ModSecurity is a potent web app layer firewall for Apache web servers. It monitors the entire HTTP traffic to a website without affecting its overall performance and if it discovers an intrusion attempt, it prevents it. The firewall additionally keeps a more thorough log for the traffic than any server does, so you'll be able to keep an eye on what's going on with your websites a lot better than if you rely simply on standard logs. ModSecurity works with security rules based on which it stops attacks. For instance, it recognizes whether somebody is attempting to log in to the administration area of a specific script multiple times or if a request is sent to execute a file with a certain command. In these instances these attempts trigger the corresponding rules and the firewall program hinders the attempts instantly, and then records in-depth details about them inside its logs. ModSecurity is among the most effective software firewalls available and it could easily protect your web apps against a large number of threats and vulnerabilities, especially if you don’t update them or their plugins regularly.
ModSecurity in Shared Hosting
We offer ModSecurity with all shared hosting solutions, so your Internet applications shall be protected against malicious attacks. The firewall is switched on as standard for all domains and subdomains, but if you'd like, you shall be able to stop it through the respective part of your Hepsia CP. You'll be able to also switch on a detection mode, so ModSecurity will keep a log as intended, but shall not take any action. The logs that you shall find inside Hepsia are extremely detailed and feature data about the nature of any attack, when it transpired and from what IP, the firewall rule which was triggered, etc. We use a set of commercial rules that are often updated, but sometimes our admins include custom rules as well in order to better protect the sites hosted on our machines.

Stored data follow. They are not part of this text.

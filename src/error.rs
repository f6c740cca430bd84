//! # Pipeline Error Types
//!
//! Structured error handling for the crawl pipeline using thiserror
//! instead of `Box<dyn Error>` patterns. Consumers are the outermost
//! frame of this system, so most failures are handled (logged) where
//! they occur; these types exist for the seams between components and
//! for startup wiring.

use thiserror::Error;

/// Errors produced by pipeline components
#[derive(Error, Debug)]
pub enum PipelineError {
    #[error("Database error: {0}")]
    Database(#[from] sqlx::Error),

    #[error("Queue operation failed: {queue}: {operation}: {message}")]
    Queue {
        queue: String,
        operation: String,
        message: String,
    },

    #[error("Message serialization error: {0}")]
    Serialization(#[from] serde_json::Error),

    #[error("Malformed message on queue {queue}: {reason}")]
    MalformedMessage { queue: String, reason: String },

    #[error("Scrape failed for {url}: {message}")]
    Scrape { url: String, message: String },

    #[error("Configuration error: {0}")]
    Configuration(String),
}

impl PipelineError {
    /// Build a queue error with operation context
    pub fn queue(
        queue: impl Into<String>,
        operation: impl Into<String>,
        source: impl ToString,
    ) -> Self {
        Self::Queue {
            queue: queue.into(),
            operation: operation.into(),
            message: source.to_string(),
        }
    }

    /// True for failures of the backing infrastructure (Store or Broker)
    /// as opposed to failures of the unit of work itself
    pub fn is_infrastructure(&self) -> bool {
        matches!(self, Self::Database(_) | Self::Queue { .. })
    }
}

pub type Result<T> = std::result::Result<T, PipelineError>;
//! # Messaging Module
//!
//! PostgreSQL message queue (pgmq) based messaging for the crawl
//! pipeline: wire message schemas, the queue topology, and the broker
//! client used by every consumer.

pub mod client;
pub mod message;
pub mod queues;

pub use client::{BrokerClient, Delivery, PgmqBroker};
pub use message::{FrontierMessage, RetryEnvelope, WorkMessage};
//! HTTP reference implementation of the [`Scraper`] trait.
//!
//! Fetches a page, collects same-site links from `<a href>` tags, and for
//! video pages (URL path containing `/video`) extracts the structured
//! record: view/like counts plus mp4 and jpg resource links. The selector
//! set is deliberately minimal; richer extraction belongs to a dedicated
//! scraper, not the pipeline.

use async_trait::async_trait;
use reqwest::Client;
use scraper::{Html, Selector};
use std::time::Duration;
use url::Url;

use crate::error::{PipelineError, Result};
use crate::models::VideoRecord;
use crate::scrape::{ScrapeOutcome, Scraper};

const USER_AGENT: &str = "Mozilla/5.0 (Windows NT 10.0; Win64; x64) \
     AppleWebKit/537.36 (KHTML, like Gecko) Chrome/120.0.0.0 Safari/537.36";

/// Reference HTTP scraper
#[derive(Debug, Clone)]
pub struct HtmlScraper {
    client: Client,
}

impl HtmlScraper {
    pub fn new() -> Result<Self> {
        let client = Client::builder()
            .user_agent(USER_AGENT)
            .timeout(Duration::from_secs(20))
            .connect_timeout(Duration::from_secs(10))
            .gzip(true)
            .build()
            .map_err(|e| PipelineError::Configuration(format!("http client: {e}")))?;
        Ok(Self { client })
    }

    async fn fetch(&self, url: &str) -> Result<String> {
        let response = self
            .client
            .get(url)
            .header("Accept", "text/html,application/xhtml+xml,application/xml;q=0.9,*/*;q=0.8")
            .header("Accept-Language", "en-US,en;q=0.9")
            .send()
            .await
            .map_err(|e| PipelineError::Scrape {
                url: url.to_string(),
                message: e.to_string(),
            })?;

        let response = response.error_for_status().map_err(|e| PipelineError::Scrape {
            url: url.to_string(),
            message: e.to_string(),
        })?;

        response.text().await.map_err(|e| PipelineError::Scrape {
            url: url.to_string(),
            message: e.to_string(),
        })
    }
}

#[async_trait]
impl Scraper for HtmlScraper {
    async fn scrape(&self, url: &str) -> Result<ScrapeOutcome> {
        let base = Url::parse(url).map_err(|e| PipelineError::Scrape {
            url: url.to_string(),
            message: format!("invalid url: {e}"),
        })?;

        let body = self.fetch(url).await?;
        let document = Html::parse_document(&body);

        let internal_links = extract_internal_links(&document, &base);

        // Record extraction is gated on the URL shape, not page content
        let record = if url.to_lowercase().contains("/video") {
            Some(extract_record(url, &document, &base))
        } else {
            None
        };

        Ok(ScrapeOutcome {
            internal_links,
            record,
        })
    }
}

fn extract_internal_links(document: &Html, base: &Url) -> Vec<String> {
    let mut links = Vec::new();

    if let Ok(selector) = Selector::parse("a[href]") {
        for element in document.select(&selector) {
            let Some(href) = element.value().attr("href") else {
                continue;
            };
            if let Some(resolved) = resolve_same_site(href, base) {
                if !links.contains(&resolved) {
                    links.push(resolved);
                }
            }
        }
    }

    links
}

/// Resolve an href against the page URL, keeping only http(s) links on
/// the same host
fn resolve_same_site(href: &str, base: &Url) -> Option<String> {
    let href = href.trim();
    if href.is_empty()
        || href.starts_with('#')
        || href.starts_with("javascript:")
        || href.starts_with("mailto:")
        || href.starts_with("tel:")
        || href.starts_with("data:")
    {
        return None;
    }

    let resolved = base.join(href).ok()?;
    if !matches!(resolved.scheme(), "http" | "https") {
        return None;
    }
    if resolved.host_str() != base.host_str() {
        return None;
    }

    let mut resolved = resolved;
    resolved.set_fragment(None);
    Some(resolved.to_string())
}

fn extract_record(url: &str, document: &Html, base: &Url) -> VideoRecord {
    VideoRecord {
        video_url: url.to_string(),
        view_count: extract_metric(document, &["[id*='views']", "[class*='view-count']", "[class*='views']"]),
        like_count: extract_metric(document, &["[id*='likes']", "[class*='like-count']", "[class*='likes']"]),
        mp4_links: extract_resource_links(document, base, &["video[src]", "source[src]"], "src", ".mp4"),
        jpg_links: extract_resource_links(document, base, &["img[src]"], "src", ".jpg"),
    }
}

/// First non-empty text content behind any of the selectors, or "N/A"
fn extract_metric(document: &Html, selectors: &[&str]) -> String {
    for raw in selectors {
        let Ok(selector) = Selector::parse(raw) else {
            continue;
        };
        if let Some(element) = document.select(&selector).next() {
            let text = element.text().collect::<String>().trim().to_string();
            if !text.is_empty() {
                return text;
            }
        }
    }
    "N/A".to_string()
}

fn extract_resource_links(
    document: &Html,
    base: &Url,
    selectors: &[&str],
    attr: &str,
    extension: &str,
) -> Vec<String> {
    let mut links = Vec::new();

    for raw in selectors {
        let Ok(selector) = Selector::parse(raw) else {
            continue;
        };
        for element in document.select(&selector) {
            let Some(value) = element.value().attr(attr) else {
                continue;
            };
            let Ok(resolved) = base.join(value.trim()) else {
                continue;
            };
            let resolved = resolved.to_string();
            if resolved.to_lowercase().contains(extension) && !links.contains(&resolved) {
                links.push(resolved);
            }
        }
    }

    links
}

#[cfg(test)]
mod tests {
    use super::*;

    fn base() -> Url {
        Url::parse("https://example.com/video/42/test").unwrap()
    }

    #[test]
    fn same_site_links_are_resolved_and_offsite_dropped() {
        let html = Html::parse_document(
            r##"<html><body>
                <a href="/watch/1">one</a>
                <a href="https://example.com/watch/2#frag">two</a>
                <a href="https://other.example.net/watch/3">offsite</a>
                <a href="mailto:someone@example.com">mail</a>
                <a href="javascript:void(0)">js</a>
            </body></html>"##,
        );

        let links = extract_internal_links(&html, &base());
        assert_eq!(
            links,
            vec![
                "https://example.com/watch/1".to_string(),
                "https://example.com/watch/2".to_string(),
            ]
        );
    }

    #[test]
    fn record_extraction_collects_metrics_and_media() {
        let html = Html::parse_document(
            r#"<html><body>
                <span id="video-views">12,345</span>
                <span class="like-count">98%</span>
                <video src="/media/clip.mp4"></video>
                <img src="/thumbs/clip.jpg">
                <img src="/logo.png">
            </body></html>"#,
        );

        let record = extract_record("https://example.com/video/42/test", &html, &base());
        assert_eq!(record.view_count, "12,345");
        assert_eq!(record.like_count, "98%");
        assert_eq!(record.mp4_links, vec!["https://example.com/media/clip.mp4"]);
        assert_eq!(record.jpg_links, vec!["https://example.com/thumbs/clip.jpg"]);
    }

    #[test]
    fn missing_metrics_fall_back_to_na() {
        let html = Html::parse_document("<html><body><p>nothing here</p></body></html>");
        let record = extract_record("https://example.com/video/9", &html, &base());
        assert_eq!(record.view_count, "N/A");
        assert_eq!(record.like_count, "N/A");
        assert!(record.mp4_links.is_empty());
    }
}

ModSecurity in Semi-dedicated Servers
We've included ModSecurity as a standard in all semi-dedicated server plans, so your web applications shall be protected whenever you install them under any domain or subdomain. The Hepsia Control Panel that comes with the semi-dedicated accounts shall allow you to switch on or turn off the firewall for any site with a mouse click. You'll also be able to turn on a passive detection mode in which ModSecurity will keep a log of potential attacks without really preventing them. The thorough logs contain the nature of the attack and what ModSecurity response that attack initiated, where it originated from, etc. The list of rules which we use is regularly updated in order to match any new threats that might appear on the Internet and it features both commercial rules that we get from a security business and custom-written ones that our admins include if they find a threat which is not present in the commercial list yet.

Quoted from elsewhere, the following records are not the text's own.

#![no_main]
use embedded_hal::i2c::SevenBitAddress;
use embedded_hal_fuzz::i2c::ArbitraryI2c;
use libfuzzer_sys::fuzz_target;

fuzz_target!(|i2c: ArbitraryI2c<SevenBitAddress>| {
    let mut pressure_sensor = ms5805::new(i2c, ms5805::mock_utils::SleepNop);
    // We ignore the result/error as we only care about potential crashes.
    let _ = pressure_sensor.init();
});
#![macro_use]
#![allow(unused_macros)]

//! Logging shims. Forward to `defmt` or `log` depending on the enabled
//! feature and compile to nothing otherwise.

macro_rules! trace {
    ($s:literal $(, $x:expr)* $(,)?) => {
        {
            #[cfg(feature = "log")]
            ::log::trace!($s $(, $x)*);
            #[cfg(feature = "defmt")]
            ::defmt::trace!($s $(, $x)*);
            #[cfg(not(any(feature = "log", feature = "defmt")))]
            let _ = ($( & $x ),*);
        }
    };
}

macro_rules! debug {
    ($s:literal $(, $x:expr)* $(,)?) => {
        {
            #[cfg(feature = "log")]
            ::log::debug!($s $(, $x)*);
            #[cfg(feature = "defmt")]
            ::defmt::debug!($s $(, $x)*);
            #[cfg(not(any(feature = "log", feature = "defmt")))]
            let _ = ($( & $x ),*);
        }
    };
}

macro_rules! warn {
    ($s:literal $(, $x:expr)* $(,)?) => {
        {
            #[cfg(feature = "log")]
            ::log::warn!($s $(, $x)*);
            #[cfg(feature = "defmt")]
            ::defmt::warn!($s $(, $x)*);
            #[cfg(not(any(feature = "log", feature = "defmt")))]
            let _ = ($( & $x ),*);
        }
    };
}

ModSecurity in VPS Servers
ModSecurity comes with all Hepsia-based VPS servers that we offer and it shall be activated automatically for any new domain or subdomain that you include on the hosting server. That way, any web application which you install will be protected immediately without doing anything personally on your end. The firewall can be managed through the section of the CP that has the same name. This is the area whereyou can turn off ModSecurity or activate its passive mode, so it won't take any action toward threats, but will still keep a detailed log. The recorded data is available inside the same area as well and you'll be able to see what IPs any attacks came from so that you can stop them, what the nature of the attempted attacks was and based on what security rules ModSecurity reacted. The rules we use on our servers are a mixture between commercial ones which we get from a security organization and custom ones which are added by our admins to optimize the protection of any web applications hosted on our end.
ModSecurity in Dedicated Servers
If you opt to host your websites on a dedicated server with the Hepsia Control Panel, your web applications will be protected immediately as ModSecurity is supplied with all Hepsia-based plans. You'll be able to manage the firewall effortlessly and if required, you shall be able to turn it off or activate its passive mode when it'll only keep a log of what is occurring without taking any action to stop potential attacks. The logs that you will find inside the same section of the Control Panel are incredibly detailed and include details about the attacker IP, what site and file were attacked and in what ways, what rule the firewall employed to stop the intrusion, and so forth. This info will enable you to take measures and improve the security of your Internet sites even more. To be on the safe side, we use not just commercial rules, but also custom-made ones that our admins add when they identify attacks that have not yet been included within the commercial pack.